Here's a question for you. What percentage of the email you receive is actually important to you? If you're like me, about 20% of my emails are really significant and need to be responded to. Well . . maybe I don't need to respond that day and maybe not 25% . . .
When Wall Street Journal readers were asked "What proportion of the emails you receive at work are actually important to you?" 43% of respondents admitted only 1/4 of their emails at work are important.
What does this say about us? Are we just filling up our email boxes with written distractions?

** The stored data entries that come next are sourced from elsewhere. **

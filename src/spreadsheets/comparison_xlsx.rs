use crate::domain::ComparisonTable;
use crate::errors::ServerError;
use crate::responses::{attachment_response, ResultResp, XLSX_CONTENT_TYPE};
use rust_xlsxwriter::{Format, Workbook};

pub const COMPARISON_FILENAME: &str = "comparacion-vehiculos.xlsx";

/// One row per attribute, one column per vehicle, in selection order.
pub fn comparison_workbook(table: &ComparisonTable) -> Result<Vec<u8>, ServerError> {
    let mut workbook = Workbook::new();
    let worksheet = workbook.add_worksheet();
    worksheet
        .set_name("Comparación")
        .map_err(|e| ServerError::XlsxError(format!("Failed to name sheet: {}", e)))?;

    let bold = Format::new().set_bold();

    worksheet
        .write_string_with_format(0, 0, "Característica", &bold)
        .map_err(|e| ServerError::XlsxError(format!("Failed to write header: {}", e)))?;
    worksheet.set_column_width(0, 18)?;

    for (i, col) in table.columns.iter().enumerate() {
        let c = (i + 1) as u16;
        let title = format!("{} ({})", col.title, col.year);
        worksheet
            .write_string_with_format(0, c, &title, &bold)
            .map_err(|e| {
                ServerError::XlsxError(format!("Failed to write header '{}': {}", title, e))
            })?;
        worksheet.set_column_width(c, 24)?;
    }

    for (i, row) in table.rows.iter().enumerate() {
        let r = (i + 1) as u32;

        worksheet
            .write_string_with_format(r, 0, row.label, &bold)
            .map_err(|e| ServerError::XlsxError(format!("Failed to write label: {}", e)))?;

        for (j, value) in row.values.iter().enumerate() {
            worksheet
                .write_string(r, (j + 1) as u16, value)
                .map_err(|e| {
                    ServerError::XlsxError(format!("Failed to write {}: {}", row.label, e))
                })?;
        }
    }

    workbook
        .save_to_buffer()
        .map_err(|e| ServerError::XlsxError(format!("Failed to save workbook: {}", e)))
}

pub fn export_comparison_xlsx(table: &ComparisonTable) -> ResultResp {
    let buffer = comparison_workbook(table)?;
    attachment_response(buffer, COMPARISON_FILENAME, XLSX_CONTENT_TYPE)
}

#[cfg(test)]
mod tests {
    use super::*;
    use crate::domain::comparison::comparison_table;
    use crate::domain::listing::fixtures::listing;

    #[test]
    fn workbook_is_a_zip_container() {
        let ls = vec![
            listing("1", "Kia", "Rio", 2021, 250000.0),
            listing("2", "Mazda", "2", 2022, 310000.0),
        ];
        let table = comparison_table(&ls).unwrap();

        let bytes = comparison_workbook(&table).unwrap();
        assert!(bytes.starts_with(b"PK"));
    }
}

In a Wall Street Journal article entitled, Email's Friendly Fire," Rebecca Buckman lays out the sad state of cyber mail:
"Email overload is now considered a much bigger workplace problem than traditional email spam. Inboxes are bulging today partly because of what some are calling "colleague spam" -- that is, too many people are indiscriminately hitting the "reply to all" button or copying too many people on trivial messages, like inviting 100 colleagues to partake of brownies in the kitchen. A good chunk of today's emails are also coming from brand new sources, like social- and business-networking sites like Facebook Inc. and LinkedIn Corp., or text messages forwarded from cellphones"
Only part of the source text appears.